Glossary of Terms Administrative records: Data collected wherein the primary purpose is to administer a regulation or record a transaction rather than data collection per se. Administrative Records Census: A Census of Population and Housing in which a predominant component of the census-taking is performed by using administrative records databases. In practice, field operations (for example, for coverage measurement or for Group Quarters enumeration) often coincide. AREX2000: Administrative Records Experiment in 2000, an experimental attempt to simulate an Administrative Records Census in two sites in the U.S. Basic Street Address: The primary street number and street name, omitting apartment numbers or other within- structure identifiers. CPS: Current Population Survey, an ongoing survey administered by the U.S. Census Bureau. Data Quality: The ability to construct a mapping from the ontological representation of a data item in a database to its appropriate ontological representation in the real world. Master Address File (MAF): A file of addresses maintained by the U.S. Census Bureau for the purpose of taking its decennial census, and acting as a frame for ongoing sample surveys.
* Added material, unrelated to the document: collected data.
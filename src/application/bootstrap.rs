use crate::application::coordinator::ItineraryCoordinator;
use crate::application::distance_resolver::{DistanceResolver, RetryPolicy};
use crate::infrastructure::config::{EngineConfig, ensure_default_configs, load_engine_config, read_api_key};
use crate::infrastructure::distance_cache::InMemoryDistanceCache;
use crate::infrastructure::distance_matrix_client::ReqwestDistanceMatrixClient;
use crate::infrastructure::error::EngineError;
use crate::infrastructure::itinerary_repository::SqliteItineraryRepository;
use crate::infrastructure::realtime_channel::RealtimeChannel;
use crate::infrastructure::storage::initialize_database;
use std::fs;
use std::path::{Path, PathBuf};
use std::sync::Arc;

#[derive(Debug)]
pub struct BootstrapResult {
    pub workspace_root: PathBuf,
    pub database_path: PathBuf,
    pub config: EngineConfig,
}

pub fn bootstrap_workspace(workspace_root: &Path) -> Result<BootstrapResult, EngineError> {
    let config_dir = workspace_root.join("config");
    let state_dir = workspace_root.join("state");
    let database_path = state_dir.join("itinerary.sqlite");

    fs::create_dir_all(&config_dir)?;
    fs::create_dir_all(&state_dir)?;

    ensure_default_configs(&config_dir)?;
    let config = load_engine_config(&config_dir)?;
    initialize_database(&database_path)?;

    tracing::info!(
        workspace_root = %workspace_root.display(),
        database = %database_path.display(),
        "workspace ready"
    );
    Ok(BootstrapResult {
        workspace_root: workspace_root.to_path_buf(),
        database_path,
        config,
    })
}

/// Wires the SQLite store, the cached distance provider and `realtime` into a
/// coordinator configured from the bootstrapped workspace.
pub fn open_coordinator<P>(
    bootstrap: &BootstrapResult,
    realtime: Arc<P>,
) -> ItineraryCoordinator<SqliteItineraryRepository, P>
where
    P: RealtimeChannel + 'static,
{
    let config = &bootstrap.config;
    let api_key = read_api_key(config).unwrap_or_else(|error| {
        tracing::warn!(%error, "distance provider disabled; travel times will be estimated");
        String::new()
    });
    let client = Arc::new(ReqwestDistanceMatrixClient::with_endpoint(
        config.distance_provider.endpoint.clone(),
        api_key,
    ));
    let cache = Arc::new(InMemoryDistanceCache::new(
        config.distance_cache.ttl_seconds,
        config.distance_cache.max_entries,
    ));
    let resolver = DistanceResolver::new(client, cache).with_retry_policy(RetryPolicy {
        max_attempts: config.distance_provider.max_attempts,
        base_delay_ms: config.distance_provider.base_delay_ms,
    });
    let repository = Arc::new(SqliteItineraryRepository::new(&bootstrap.database_path));

    ItineraryCoordinator::from_config(config, repository, realtime, Arc::new(resolver))
}

#[cfg(test)]
mod tests {
    use super::*;
    use crate::domain::models::fixtures::{activity, date};
    use crate::domain::models::{ItineraryDay, Trip};
    use crate::infrastructure::itinerary_repository::ItineraryRepository;
    use crate::infrastructure::realtime_channel::InProcessRealtimeChannel;
    use crate::test_support::TempWorkspace;

    #[test]
    fn bootstrap_creates_config_and_database() {
        let workspace = TempWorkspace::new();
        let result = bootstrap_workspace(&workspace.path).expect("bootstrap");

        assert!(workspace.path.join("config").join("engine.json").exists());
        assert!(result.database_path.exists());
        assert_eq!(result.config, EngineConfig::default());

        let again = bootstrap_workspace(&workspace.path).expect("bootstrap is idempotent");
        assert_eq!(again.database_path, result.database_path);
    }

    #[test]
    fn bootstrap_rejects_unsupported_schema() {
        let workspace = TempWorkspace::new();
        let config_dir = workspace.path.join("config");
        fs::create_dir_all(&config_dir).expect("config dir");
        fs::write(config_dir.join("engine.json"), "{\"schema\": 2}\n").expect("write config");

        let error = bootstrap_workspace(&workspace.path).expect_err("schema 2");
        assert!(matches!(error, EngineError::InvalidConfig(_)));
    }

    #[tokio::test]
    async fn opened_coordinator_reads_the_sqlite_store() {
        let workspace = TempWorkspace::new();
        let result = bootstrap_workspace(&workspace.path).expect("bootstrap");
        let mut day = ItineraryDay::new("day-1", "trip-1", date("2024-09-16"), 1);
        day.insert_activity(activity("port", "09:00", 60, "Port Authority, Santos"));
        let trip = Trip {
            id: "trip-1".to_string(),
            title: "Coffee sourcing".to_string(),
            start_date: date("2024-09-16"),
            end_date: date("2024-09-16"),
            time_zone: "America/Sao_Paulo".to_string(),
            days: vec![day],
        };
        SqliteItineraryRepository::new(&result.database_path)
            .save_trip(&trip)
            .expect("seed trip");

        let coordinator = open_coordinator(&result, Arc::new(InProcessRealtimeChannel::default()));
        let loaded = coordinator.load_trip("trip-1").await.expect("load");
        assert_eq!(loaded.days[0].activities().len(), 1);
    }
}
use crate::domain::models::{parse_date, parse_hhmm};
use crate::infrastructure::error::EngineError;
use chrono::{DateTime, Duration, NaiveDateTime, TimeZone, Utc};
use chrono_tz::Tz;
use serde::{Deserialize, Serialize};
use std::fmt;

pub const DEFAULT_PICKUP_BUFFER_MINUTES: u32 = 15;
pub const DEFAULT_DOMESTIC_AIRPORTS: &[&str] =
    &["GRU", "GIG", "BSB", "CGH", "SDU", "SSA", "FOR", "REC", "BEL", "MAO"];

#[derive(Debug, Clone, Copy, Serialize, Deserialize, PartialEq, Eq)]
#[serde(rename_all = "snake_case")]
pub enum FlightType {
    International,
    Domestic,
}

impl fmt::Display for FlightType {
    fn fmt(&self, f: &mut fmt::Formatter<'_>) -> fmt::Result {
        f.write_str(match self {
            Self::International => "international",
            Self::Domestic => "domestic",
        })
    }
}

#[derive(Debug, Clone, Copy, Serialize, Deserialize, PartialEq, Eq)]
#[serde(rename_all = "snake_case")]
pub enum AirportSize {
    Small,
    Medium,
    Large,
    MajorHub,
}

impl fmt::Display for AirportSize {
    fn fmt(&self, f: &mut fmt::Formatter<'_>) -> fmt::Result {
        f.write_str(match self {
            Self::Small => "small",
            Self::Medium => "medium",
            Self::Large => "large",
            Self::MajorHub => "major_hub",
        })
    }
}

#[derive(Debug, Clone, Copy, PartialEq, Eq)]
struct AirportProfile {
    airport_type: FlightType,
    size: AirportSize,
}

fn known_airport(code: &str) -> Option<AirportProfile> {
    use AirportSize::*;
    use FlightType::*;

    let (airport_type, size) = match code {
        "JFK" | "LAX" | "CDG" | "LHR" | "FRA" | "AMS" | "DXB" => (International, MajorHub),
        "MIA" | "ATL" | "ORD" | "DFW" | "MAD" | "FCO" | "DOH" | "IST" | "GRU" | "GIG" => {
            (International, Large)
        }
        "BSB" => (International, Medium),
        "CGH" => (Domestic, Large),
        "SDU" => (Domestic, Medium),
        _ => return None,
    };
    Some(AirportProfile { airport_type, size })
}

fn buffer_minutes_for(profile: AirportProfile) -> u32 {
    match (profile.airport_type, profile.size) {
        (FlightType::International, AirportSize::Small) => 45,
        (FlightType::International, AirportSize::Medium) => 60,
        (FlightType::International, AirportSize::Large) => 90,
        (FlightType::International, AirportSize::MajorHub) => 120,
        (FlightType::Domestic, AirportSize::Small) => 30,
        (FlightType::Domestic, AirportSize::Medium) => 45,
        (FlightType::Domestic, AirportSize::Large) => 60,
        (FlightType::Domestic, AirportSize::MajorHub) => 75,
    }
}

#[derive(Debug, Clone, Serialize, Deserialize, PartialEq, Eq, Default)]
pub struct FlightArrival {
    pub arrival_date: String,
    pub arrival_time: String,
    pub origin_airport: Option<String>,
    pub destination_airport: Option<String>,
}

#[derive(Debug, Clone, Serialize, Deserialize, PartialEq, Eq, Default)]
pub struct BufferOptions {
    pub flight_type_override: Option<FlightType>,
    pub custom_buffer_minutes: Option<u32>,
    /// IANA zone of the arrival airport; enables `pickup_utc`.
    pub time_zone: Option<String>,
}

#[derive(Debug, Clone, Serialize, Deserialize, PartialEq, Eq)]
pub struct AirportClassification {
    pub flight_type: FlightType,
    pub airport_type: FlightType,
    pub airport_size: AirportSize,
    pub origin_airport: Option<String>,
    pub destination_airport: Option<String>,
}

#[derive(Debug, Clone, Serialize, Deserialize, PartialEq, Eq)]
pub struct BufferResult {
    pub scheduled_arrival: NaiveDateTime,
    pub estimated_landing: NaiveDateTime,
    pub recommended_pickup: NaiveDateTime,
    pub buffer_minutes: u32,
    pub pickup_buffer_minutes: u32,
    pub reason: String,
    pub classification: Option<AirportClassification>,
    pub pickup_utc: Option<DateTime<Utc>>,
}

#[derive(Debug, Clone)]
pub struct BufferCalculator {
    domestic_airports: Vec<String>,
    pickup_buffer_minutes: u32,
}

impl Default for BufferCalculator {
    fn default() -> Self {
        Self::new(
            DEFAULT_DOMESTIC_AIRPORTS.iter().map(|code| code.to_string()).collect(),
            DEFAULT_PICKUP_BUFFER_MINUTES,
        )
    }
}

impl BufferCalculator {
    pub fn new(domestic_airports: Vec<String>, pickup_buffer_minutes: u32) -> Self {
        Self {
            domestic_airports: domestic_airports
                .into_iter()
                .map(|code| code.trim().to_ascii_uppercase())
                .collect(),
            pickup_buffer_minutes,
        }
    }

    pub fn compute(&self, flight: &FlightArrival, options: &BufferOptions) -> Result<BufferResult, EngineError> {
        let date = parse_date(&flight.arrival_date, "arrival_date").map_err(EngineError::InvalidInput)?;
        let time = parse_hhmm(&flight.arrival_time, "arrival_time").map_err(EngineError::InvalidInput)?;
        let time_zone = options
            .time_zone
            .as_deref()
            .map(|name| {
                name.parse::<Tz>()
                    .map_err(|_| EngineError::InvalidInput(format!("unknown time zone: {name}")))
            })
            .transpose()?;

        let origin = normalized_code(flight.origin_airport.as_deref());
        let destination = normalized_code(flight.destination_airport.as_deref());

        let (buffer_minutes, reason, classification) = match options.custom_buffer_minutes {
            Some(custom) if custom > 0 => (
                custom,
                format!("Custom buffer time specified: {custom} minutes"),
                None,
            ),
            _ => {
                let flight_type = options
                    .flight_type_override
                    .unwrap_or_else(|| self.flight_type(origin.as_deref(), destination.as_deref()));
                // Delays happen at the arrival airport, so it is looked up first.
                let profile = destination
                    .as_deref()
                    .and_then(known_airport)
                    .or_else(|| origin.as_deref().and_then(known_airport))
                    .unwrap_or(AirportProfile {
                        airport_type: flight_type,
                        size: AirportSize::Medium,
                    });
                let minutes = buffer_minutes_for(profile);
                let reason = format!(
                    "{flight_type} flight buffer ({} {} airport): {minutes} minutes for customs/immigration/baggage",
                    profile.size, profile.airport_type
                );
                let classification = AirportClassification {
                    flight_type,
                    airport_type: profile.airport_type,
                    airport_size: profile.size,
                    origin_airport: origin.clone(),
                    destination_airport: destination.clone(),
                };
                (minutes, reason, Some(classification))
            }
        };

        let scheduled_arrival = date.and_time(time);
        let estimated_landing = scheduled_arrival + Duration::minutes(i64::from(buffer_minutes));
        let recommended_pickup = estimated_landing + Duration::minutes(i64::from(self.pickup_buffer_minutes));
        let pickup_utc = time_zone.and_then(|zone| {
            zone.from_local_datetime(&recommended_pickup)
                .earliest()
                .map(|local| local.with_timezone(&Utc))
        });

        Ok(BufferResult {
            scheduled_arrival,
            estimated_landing,
            recommended_pickup,
            buffer_minutes,
            pickup_buffer_minutes: self.pickup_buffer_minutes,
            reason,
            classification,
            pickup_utc,
        })
    }

    fn flight_type(&self, origin: Option<&str>, destination: Option<&str>) -> FlightType {
        let (Some(origin), Some(destination)) = (origin, destination) else {
            return FlightType::International;
        };
        let is_domestic = |code: &str| self.domestic_airports.iter().any(|known| known == code);
        if is_domestic(origin) && is_domestic(destination) {
            FlightType::Domestic
        } else {
            FlightType::International
        }
    }
}

fn normalized_code(code: Option<&str>) -> Option<String> {
    code.map(|value| value.trim().to_ascii_uppercase())
        .filter(|value| !value.is_empty())
}

#[cfg(test)]
mod tests {
    use super::*;
    use crate::domain::models::fixtures::{date, time};
    use proptest::prelude::*;

    fn arrival(time: &str, origin: Option<&str>, destination: Option<&str>) -> FlightArrival {
        FlightArrival {
            arrival_date: "2024-09-15".to_string(),
            arrival_time: time.to_string(),
            origin_airport: origin.map(str::to_string),
            destination_airport: destination.map(str::to_string),
        }
    }

    #[test]
    fn jfk_to_gru_uses_large_international_buffer() {
        let result = BufferCalculator::default()
            .compute(&arrival("14:30", Some("JFK"), Some("GRU")), &BufferOptions::default())
            .expect("buffer");

        assert_eq!(result.buffer_minutes, 90);
        assert_eq!(result.estimated_landing, date("2024-09-15").and_time(time("16:00")));
        assert_eq!(result.recommended_pickup, date("2024-09-15").and_time(time("16:15")));
        assert_eq!(
            result.reason,
            "international flight buffer (large international airport): 90 minutes for customs/immigration/baggage"
        );
        let classification = result.classification.expect("classification");
        assert_eq!(classification.airport_size, AirportSize::Large);
    }

    #[test]
    fn domestic_route_uses_destination_classification() {
        let result = BufferCalculator::default()
            .compute(&arrival("08:00", Some("gig"), Some("cgh")), &BufferOptions::default())
            .expect("buffer");
        assert_eq!(result.buffer_minutes, 60);
        let classification = result.classification.expect("classification");
        assert_eq!(classification.flight_type, FlightType::Domestic);
        assert_eq!(classification.airport_type, FlightType::Domestic);
    }

    #[test]
    fn unknown_airports_fall_back_to_medium_of_flight_type() {
        let calculator = BufferCalculator::default();
        let international = calculator
            .compute(&arrival("08:00", Some("XYZ"), Some("ABC")), &BufferOptions::default())
            .expect("buffer");
        assert_eq!(international.buffer_minutes, 60);

        let domestic = calculator
            .compute(
                &arrival("08:00", Some("SSA"), Some("FOR")),
                &BufferOptions::default(),
            )
            .expect("buffer");
        assert_eq!(domestic.buffer_minutes, 45);
    }

    #[test]
    fn missing_airport_means_international() {
        let result = BufferCalculator::default()
            .compute(&arrival("08:00", None, Some("SSA")), &BufferOptions::default())
            .expect("buffer");
        assert_eq!(
            result.classification.expect("classification").flight_type,
            FlightType::International
        );
        assert_eq!(result.buffer_minutes, 60);
    }

    #[test]
    fn late_arrival_rolls_into_next_day() {
        let result = BufferCalculator::default()
            .compute(&arrival("23:30", Some("JFK"), Some("GRU")), &BufferOptions::default())
            .expect("buffer");
        assert_eq!(result.recommended_pickup, date("2024-09-16").and_time(time("01:15")));
    }

    #[test]
    fn pickup_utc_is_derived_from_time_zone() {
        let options = BufferOptions {
            time_zone: Some("America/Sao_Paulo".to_string()),
            ..BufferOptions::default()
        };
        let result = BufferCalculator::default()
            .compute(&arrival("14:30", Some("JFK"), Some("GRU")), &options)
            .expect("buffer");
        let pickup_utc = result.pickup_utc.expect("pickup utc");
        assert_eq!(pickup_utc.format("%H:%M").to_string(), "19:15");
    }

    #[test]
    fn malformed_input_is_rejected_before_computation() {
        let calculator = BufferCalculator::default();
        assert!(matches!(
            calculator.compute(&arrival("25:00", None, None), &BufferOptions::default()),
            Err(EngineError::InvalidInput(_))
        ));
        let mut bad_date = arrival("10:00", None, None);
        bad_date.arrival_date = "15/09/2024".to_string();
        assert!(matches!(
            calculator.compute(&bad_date, &BufferOptions::default()),
            Err(EngineError::InvalidInput(_))
        ));
        let bad_zone = BufferOptions {
            time_zone: Some("Mars/Olympus".to_string()),
            ..BufferOptions::default()
        };
        assert!(calculator.compute(&arrival("10:00", None, None), &bad_zone).is_err());
    }

    proptest! {
        #[test]
        fn custom_buffer_overrides_everything(
            custom in 1u32..600,
            override_domestic in any::<bool>(),
            hour in 0u32..24,
            minute in 0u32..60,
        ) {
            let options = BufferOptions {
                flight_type_override: Some(if override_domestic { FlightType::Domestic } else { FlightType::International }),
                custom_buffer_minutes: Some(custom),
                time_zone: None,
            };
            let result = BufferCalculator::default()
                .compute(&arrival(&format!("{hour:02}:{minute:02}"), Some("JFK"), Some("GRU")), &options)
                .expect("buffer");
            prop_assert_eq!(result.buffer_minutes, custom);
            prop_assert_eq!(result.reason, format!("Custom buffer time specified: {custom} minutes"));
            prop_assert!(result.classification.is_none());
            prop_assert_eq!(
                result.recommended_pickup - result.scheduled_arrival,
                Duration::minutes(i64::from(custom) + 15)
            );
        }
    }
}
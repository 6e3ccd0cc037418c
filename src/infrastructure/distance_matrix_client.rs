use crate::domain::models::TravelMode;
use crate::infrastructure::config::DEFAULT_DISTANCE_ENDPOINT;
use crate::infrastructure::error::EngineError;
use async_trait::async_trait;
use reqwest::Client;
use url::Url;

/// Single origin/destination element as returned by the provider.
#[derive(Debug, Clone, PartialEq, Eq)]
pub struct ProviderRoute {
    pub distance_meters: u64,
    pub duration_seconds: u64,
    pub origin_address: String,
    pub destination_address: String,
}

#[async_trait]
pub trait DistanceMatrixClient: Send + Sync {
    async fn query(&self, origin: &str, destination: &str, mode: TravelMode) -> Result<ProviderRoute, EngineError>;
}

#[derive(Debug, Clone)]
pub struct ReqwestDistanceMatrixClient {
    client: Client,
    endpoint: String,
    api_key: String,
}

impl ReqwestDistanceMatrixClient {
    pub fn new(api_key: impl Into<String>) -> Self {
        Self::with_endpoint(DEFAULT_DISTANCE_ENDPOINT, api_key)
    }

    pub fn with_endpoint(endpoint: impl Into<String>, api_key: impl Into<String>) -> Self {
        Self {
            client: Client::new(),
            endpoint: endpoint.into(),
            api_key: api_key.into(),
        }
    }

    fn ensure_non_empty(value: &str, field: &str) -> Result<(), EngineError> {
        if value.trim().is_empty() {
            return Err(EngineError::InvalidInput(format!("{field} must not be empty")));
        }
        Ok(())
    }

    fn provider_http_error(status: reqwest::StatusCode, body: &str) -> EngineError {
        let message = if body.trim().is_empty() {
            format!("distance matrix api error: http {}", status.as_u16())
        } else {
            format!("distance matrix api error: http {}; body={body}", status.as_u16())
        };
        EngineError::Resolution(message)
    }

    fn request_url(&self, origin: &str, destination: &str, mode: TravelMode) -> Result<Url, EngineError> {
        let provider_mode = match mode {
            TravelMode::Walk => "walking",
            TravelMode::Drive => "driving",
        };
        Url::parse_with_params(
            &self.endpoint,
            &[
                ("origins", origin.trim()),
                ("destinations", destination.trim()),
                ("mode", provider_mode),
                ("units", "metric"),
                ("key", self.api_key.as_str()),
            ],
        )
        .map_err(|error| EngineError::InvalidConfig(format!("invalid distance matrix endpoint: {error}")))
    }
}

#[derive(Debug, serde::Deserialize)]
struct MatrixResponse {
    status: String,
    error_message: Option<String>,
    #[serde(default)]
    origin_addresses: Vec<String>,
    #[serde(default)]
    destination_addresses: Vec<String>,
    #[serde(default)]
    rows: Vec<MatrixRow>,
}

#[derive(Debug, serde::Deserialize)]
struct MatrixRow {
    #[serde(default)]
    elements: Vec<MatrixElement>,
}

#[derive(Debug, serde::Deserialize)]
struct MatrixElement {
    status: String,
    distance: Option<MatrixValue>,
    duration: Option<MatrixValue>,
}

#[derive(Debug, serde::Deserialize)]
struct MatrixValue {
    value: u64,
}

fn parse_matrix_body(body: &str, origin: &str, destination: &str) -> Result<ProviderRoute, EngineError> {
    let parsed: MatrixResponse = serde_json::from_str(body)
        .map_err(|error| EngineError::Resolution(format!("invalid distance matrix payload: {error}; body={body}")))?;

    if parsed.status != "OK" {
        let detail = parsed.error_message.unwrap_or_default();
        return Err(EngineError::Resolution(format!(
            "distance matrix status {} {detail}",
            parsed.status
        )));
    }

    let element = parsed
        .rows
        .first()
        .and_then(|row| row.elements.first())
        .ok_or_else(|| EngineError::Resolution("distance matrix response had no elements".to_string()))?;
    if element.status != "OK" {
        return Err(EngineError::Resolution(format!(
            "distance matrix element status {} for {origin} -> {destination}",
            element.status
        )));
    }
    let (Some(distance), Some(duration)) = (&element.distance, &element.duration) else {
        return Err(EngineError::Resolution("distance matrix element missing distance or duration".to_string()));
    };

    Ok(ProviderRoute {
        distance_meters: distance.value,
        duration_seconds: duration.value,
        origin_address: parsed
            .origin_addresses
            .first()
            .cloned()
            .unwrap_or_else(|| origin.to_string()),
        destination_address: parsed
            .destination_addresses
            .first()
            .cloned()
            .unwrap_or_else(|| destination.to_string()),
    })
}

#[async_trait]
impl DistanceMatrixClient for ReqwestDistanceMatrixClient {
    async fn query(&self, origin: &str, destination: &str, mode: TravelMode) -> Result<ProviderRoute, EngineError> {
        Self::ensure_non_empty(origin, "origin")?;
        Self::ensure_non_empty(destination, "destination")?;

        let url = self.request_url(origin, destination, mode)?;
        let response = self
            .client
            .get(url)
            .send()
            .await
            .map_err(|error| {
                let kind = if error.is_timeout() { "timeout" } else { "network error" };
                EngineError::Resolution(format!("{kind} while querying distance matrix: {error}"))
            })?;

        let status = response.status();
        let body = response
            .text()
            .await
            .map_err(|error| EngineError::Resolution(format!("failed reading distance matrix response: {error}")))?;

        if !status.is_success() {
            return Err(Self::provider_http_error(status, &body));
        }

        parse_matrix_body(&body, origin, destination)
    }
}
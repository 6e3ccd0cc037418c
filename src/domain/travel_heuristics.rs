/// Minutes assumed when two locations share a metro area (0.1 h).
pub const SAME_AREA_MINUTES: u64 = 6;
/// Minutes assumed for any pair the table does not know.
pub const DEFAULT_MINUTES: u64 = 60;

const KNOWN_PAIRS: &[(&str, &str, u64)] = &[
    ("santos", "sao paulo", 75),
    ("santos", "guarulhos", 120),
    ("santos", "gru", 120),
    ("santos", "varginha", 300),
    ("santos", "campinas", 150),
    ("sao paulo", "varginha", 240),
    ("sao paulo", "campinas", 90),
    ("sao paulo", "guarulhos", 45),
    ("sao paulo", "gru", 45),
    ("sao paulo", "rio de janeiro", 360),
    ("campinas", "varginha", 180),
    ("guarulhos", "varginha", 240),
    ("gru", "varginha", 240),
];

/// Lowercases, strips Latin accents and collapses whitespace.
pub fn normalize_token(value: &str) -> String {
    let folded = value
        .chars()
        .flat_map(char::to_lowercase)
        .map(fold_accent)
        .collect::<String>();
    folded.split_whitespace().collect::<Vec<_>>().join(" ")
}

fn fold_accent(ch: char) -> char {
    match ch {
        'á' | 'à' | 'â' | 'ã' | 'ä' => 'a',
        'é' | 'è' | 'ê' | 'ë' => 'e',
        'í' | 'ì' | 'î' | 'ï' => 'i',
        'ó' | 'ò' | 'ô' | 'õ' | 'ö' => 'o',
        'ú' | 'ù' | 'û' | 'ü' => 'u',
        'ç' => 'c',
        'ñ' => 'n',
        other => other,
    }
}

fn same_metro_area(origin: &str, destination: &str) -> bool {
    !origin.is_empty()
        && !destination.is_empty()
        && (origin.contains(destination) || destination.contains(origin))
}

// Whole-word match so "gru" does not hit "grupo".
fn mentions(token: &str, city: &str) -> bool {
    let spaced = token
        .chars()
        .map(|ch| if ch.is_alphanumeric() { ch } else { ' ' })
        .collect::<String>();
    format!(" {} ", normalize_token(&spaced)).contains(&format!(" {city} "))
}

/// Offline travel estimate in minutes, used when the distance provider fails.
pub fn estimate_minutes(origin: &str, destination: &str) -> u64 {
    let origin = normalize_token(origin);
    let destination = normalize_token(destination);

    if same_metro_area(&origin, &destination) {
        return SAME_AREA_MINUTES;
    }

    KNOWN_PAIRS
        .iter()
        .find(|(left, right, _)| {
            (mentions(&origin, left) && mentions(&destination, right))
                || (mentions(&origin, right) && mentions(&destination, left))
        })
        .map(|(_, _, minutes)| *minutes)
        .unwrap_or(DEFAULT_MINUTES)
}

pub fn estimate_seconds(origin: &str, destination: &str) -> u64 {
    estimate_minutes(origin, destination) * 60
}
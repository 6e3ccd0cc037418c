use crate::infrastructure::error::EngineError;
use chrono::Utc;
use rusqlite::Connection;
use std::path::Path;
use std::sync::atomic::{AtomicU64, Ordering};

const SCHEMA_SQL: &str = include_str!("../../sql/schema.sql");

static NEXT_ID: AtomicU64 = AtomicU64::new(1);

pub fn initialize_database(path: &Path) -> Result<(), EngineError> {
    let connection = Connection::open(path)?;
    connection.execute_batch(SCHEMA_SQL)?;
    Ok(())
}

/// Store-allocated row id, unique within the process.
pub(crate) fn next_id(prefix: &str) -> String {
    let sequence = NEXT_ID.fetch_add(1, Ordering::Relaxed);
    format!("{prefix}-{}-{sequence}", Utc::now().timestamp_micros())
}
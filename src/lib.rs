pub mod application;
pub mod domain;
pub mod infrastructure;

pub use application::bootstrap::{BootstrapResult, bootstrap_workspace, open_coordinator};
pub use application::coordinator::{ActivityDraft, ItineraryCoordinator, MutationOutcome};
pub use application::realtime_sync::spawn_realtime_listener;
pub use domain::models::{Activity, Conflict, ExtendDirection, ItineraryDay, TravelSegment, Trip};
pub use infrastructure::error::EngineError;

use tracing_subscriber::EnvFilter;

/// Installs the global fmt subscriber. `RUST_LOG` overrides the default `info`
/// filter; calling this twice is harmless.
pub fn init_tracing() {
    let filter = EnvFilter::try_from_default_env().unwrap_or_else(|_| EnvFilter::new("info"));
    let _ = tracing_subscriber::fmt().with_env_filter(filter).try_init();
}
The Decennial Master Address File is referred to as the DMAF. Master Housing File: A file of addresses developed by the Statistical Administrative Records System. Microdata: Data on individual person or housing characteristics, i.e., race, sex, age, street address, zip code. Ontology: The study of what is, that is, the categories by which we understand the world. StARS: Statistical Administrative Records System, an experimental database that combines information from several major Federal databases into one database that can be used for census-taking purposes.